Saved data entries
◇ ◇ ◇ ◇

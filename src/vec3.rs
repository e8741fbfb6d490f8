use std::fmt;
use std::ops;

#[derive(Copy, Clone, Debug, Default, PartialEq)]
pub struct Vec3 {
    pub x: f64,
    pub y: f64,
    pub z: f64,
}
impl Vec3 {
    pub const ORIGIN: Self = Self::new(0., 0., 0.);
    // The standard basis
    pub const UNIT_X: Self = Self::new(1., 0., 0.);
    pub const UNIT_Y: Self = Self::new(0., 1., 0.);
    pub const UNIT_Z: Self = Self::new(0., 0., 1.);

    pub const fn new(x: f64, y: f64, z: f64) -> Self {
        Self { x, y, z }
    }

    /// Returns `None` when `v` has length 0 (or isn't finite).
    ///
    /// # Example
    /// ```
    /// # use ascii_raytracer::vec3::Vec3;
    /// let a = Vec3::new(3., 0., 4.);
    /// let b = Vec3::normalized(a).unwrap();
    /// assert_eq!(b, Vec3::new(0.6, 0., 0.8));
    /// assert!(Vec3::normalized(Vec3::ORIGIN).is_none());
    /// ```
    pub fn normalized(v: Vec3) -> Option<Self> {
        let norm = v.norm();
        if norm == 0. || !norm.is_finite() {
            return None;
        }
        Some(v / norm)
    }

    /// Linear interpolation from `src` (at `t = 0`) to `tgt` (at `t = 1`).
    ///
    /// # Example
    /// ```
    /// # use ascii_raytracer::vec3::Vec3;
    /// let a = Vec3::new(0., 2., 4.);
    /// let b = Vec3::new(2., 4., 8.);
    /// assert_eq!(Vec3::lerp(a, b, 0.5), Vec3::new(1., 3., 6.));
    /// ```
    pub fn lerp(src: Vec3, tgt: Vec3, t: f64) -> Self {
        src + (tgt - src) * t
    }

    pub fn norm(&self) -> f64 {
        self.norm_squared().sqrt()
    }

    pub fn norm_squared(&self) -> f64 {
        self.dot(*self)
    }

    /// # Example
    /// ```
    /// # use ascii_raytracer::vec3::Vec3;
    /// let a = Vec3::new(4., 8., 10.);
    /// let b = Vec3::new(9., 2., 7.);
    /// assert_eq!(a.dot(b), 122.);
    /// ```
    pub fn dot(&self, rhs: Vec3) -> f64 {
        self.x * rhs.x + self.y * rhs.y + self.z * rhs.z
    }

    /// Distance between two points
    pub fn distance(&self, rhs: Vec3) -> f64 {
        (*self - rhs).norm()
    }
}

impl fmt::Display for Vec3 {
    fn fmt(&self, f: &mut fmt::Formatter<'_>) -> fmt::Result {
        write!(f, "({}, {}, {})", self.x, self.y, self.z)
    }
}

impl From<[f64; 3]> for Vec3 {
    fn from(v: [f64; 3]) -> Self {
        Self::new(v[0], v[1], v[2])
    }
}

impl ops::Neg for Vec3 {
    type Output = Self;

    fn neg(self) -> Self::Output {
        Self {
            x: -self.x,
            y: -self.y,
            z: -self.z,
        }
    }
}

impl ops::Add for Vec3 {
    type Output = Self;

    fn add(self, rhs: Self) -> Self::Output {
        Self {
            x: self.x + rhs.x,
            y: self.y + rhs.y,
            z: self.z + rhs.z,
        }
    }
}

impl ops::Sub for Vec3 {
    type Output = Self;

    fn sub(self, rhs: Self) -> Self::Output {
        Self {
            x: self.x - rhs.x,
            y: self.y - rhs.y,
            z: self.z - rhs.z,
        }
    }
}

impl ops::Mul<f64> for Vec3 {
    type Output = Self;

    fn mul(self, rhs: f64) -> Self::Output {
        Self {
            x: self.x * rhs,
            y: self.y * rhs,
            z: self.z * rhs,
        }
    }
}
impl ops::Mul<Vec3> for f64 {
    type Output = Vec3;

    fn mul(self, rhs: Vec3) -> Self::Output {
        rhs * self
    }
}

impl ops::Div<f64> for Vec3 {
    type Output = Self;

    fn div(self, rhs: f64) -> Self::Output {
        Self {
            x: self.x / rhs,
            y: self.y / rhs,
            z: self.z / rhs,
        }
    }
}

◇ ◇ ◇ ◇

Task directions
Once you have read the records, write every one of them out again exactly.

Output of the exercise
filename src/vec3.rs
repository e8741fbfb6d490f8
use std::fmt;
use std::ops;

#[derive(Copy, Clone, Debug, Default, PartialEq)]
pub struct Vec3 {
    pub x: f64,
    pub y: f64,
    pub z: f64,
}
impl Vec3 {
    pub const ORIGIN: Self = Self::new(0., 0., 0.);
    // The standard basis
    pub const UNIT_X: Self = Self::new(1., 0., 0.);
    pub const UNIT_Y: Self = Self::new(0., 1., 0.);
    pub const UNIT_Z: Self = Self::new(0., 0., 1.);

    pub const fn new(x: f64, y: f64, z: f64) -> Self {
        Self { x, y, z }
    }

    /// Returns `None` when `v` has length 0 (or isn't finite).
    ///
    /// # Example
    /// ```
    /// # use ascii_raytracer::vec3::Vec3;
    /// let a = Vec3::new(3., 0., 4.);
    /// let b = Vec3::normalized(a).unwrap();
    /// assert_eq!(b, Vec3::new(0.6, 0., 0.8));
    /// assert!(Vec3::normalized(Vec3::ORIGIN).is_none());
    /// ```
    pub fn normalized(v: Vec3) -> Option<Self> {
        let norm = v.norm();
        if norm == 0. || !norm.is_finite() {
            return None;
        }
        Some(v / norm)
    }

    /// Linear interpolation from `src` (at `t = 0`) to `tgt` (at `t = 1`).
    ///
    /// # Example
    /// ```
    /// # use ascii_raytracer::vec3::Vec3;
    /// let a = Vec3::new(0., 2., 4.);
    /// let b = Vec3::new(2., 4., 8.);
    /// assert_eq!(Vec3::lerp(a, b, 0.5), Vec3::new(1., 3., 6.));
    /// ```
    pub fn lerp(src: Vec3, tgt: Vec3, t: f64) -> Self {
        src + (tgt - src) * t
    }

    pub fn norm(&self) -> f64 {
        self.norm_squared().sqrt()
    }

    pub fn norm_squared(&self) -> f64 {
        self.dot(*self)
    }

    /// # Example
    /// ```
    /// # use ascii_raytracer::vec3::Vec3;
    /// let a = Vec3::new(4., 8., 10.);
    /// let b = Vec3::new(9., 2., 7.);
    /// assert_eq!(a.dot(b), 122.);
    /// ```
    pub fn dot(&self, rhs: Vec3) -> f64 {
        self.x * rhs.x + self.y * rhs.y + self.z * rhs.z
    }

    /// Distance between two points
    pub fn distance(&self, rhs: Vec3) -> f64 {
        (*self - rhs).norm()
    }
}

impl fmt::Display for Vec3 {
    fn fmt(&self, f: &mut fmt::Formatter<'_>) -> fmt::Result {
        write!(f, "({}, {}, {})", self.x, self.y, self.z)
    }
}

impl From<[f64; 3]> for Vec3 {
    fn from(v: [f64; 3]) -> Self {
        Self::new(v[0], v[1], v[2])
    }
}

impl ops::Neg for Vec3 {
    type Output = Self;

    fn neg(self) -> Self::Output {
        Self {
            x: -self.x,
            y: -self.y,
            z: -self.z,
        }
    }
}

impl ops::Add for Vec3 {
    type Output = Self;

    fn add(self, rhs: Self) -> Self::Output {
        Self {
            x: self.x + rhs.x,
            y: self.y + rhs.y,
            z: self.z + rhs.z,
        }
    }
}

impl ops::Sub for Vec3 {
    type Output = Self;

    fn sub(self, rhs: Self) -> Self::Output {
        Self {
            x: self.x - rhs.x,
            y: self.y - rhs.y,
            z: self.z - rhs.z,
        }
    }
}

impl ops::Mul<f64> for Vec3 {
    type Output = Self;

    fn mul(self, rhs: f64) -> Self::Output {
        Self {
            x: self.x * rhs,
            y: self.y * rhs,
            z: self.z * rhs,
        }
    }
}
impl ops::Mul<Vec3> for f64 {
    type Output = Vec3;

    fn mul(self, rhs: Vec3) -> Self::Output {
        rhs * self
    }
}

impl ops::Div<f64> for Vec3 {
    type Output = Self;

    fn div(self, rhs: f64) -> Self::Output {
        Self {
            x: self.x / rhs,
            y: self.y / rhs,
            z: self.z / rhs,
        }
    }
}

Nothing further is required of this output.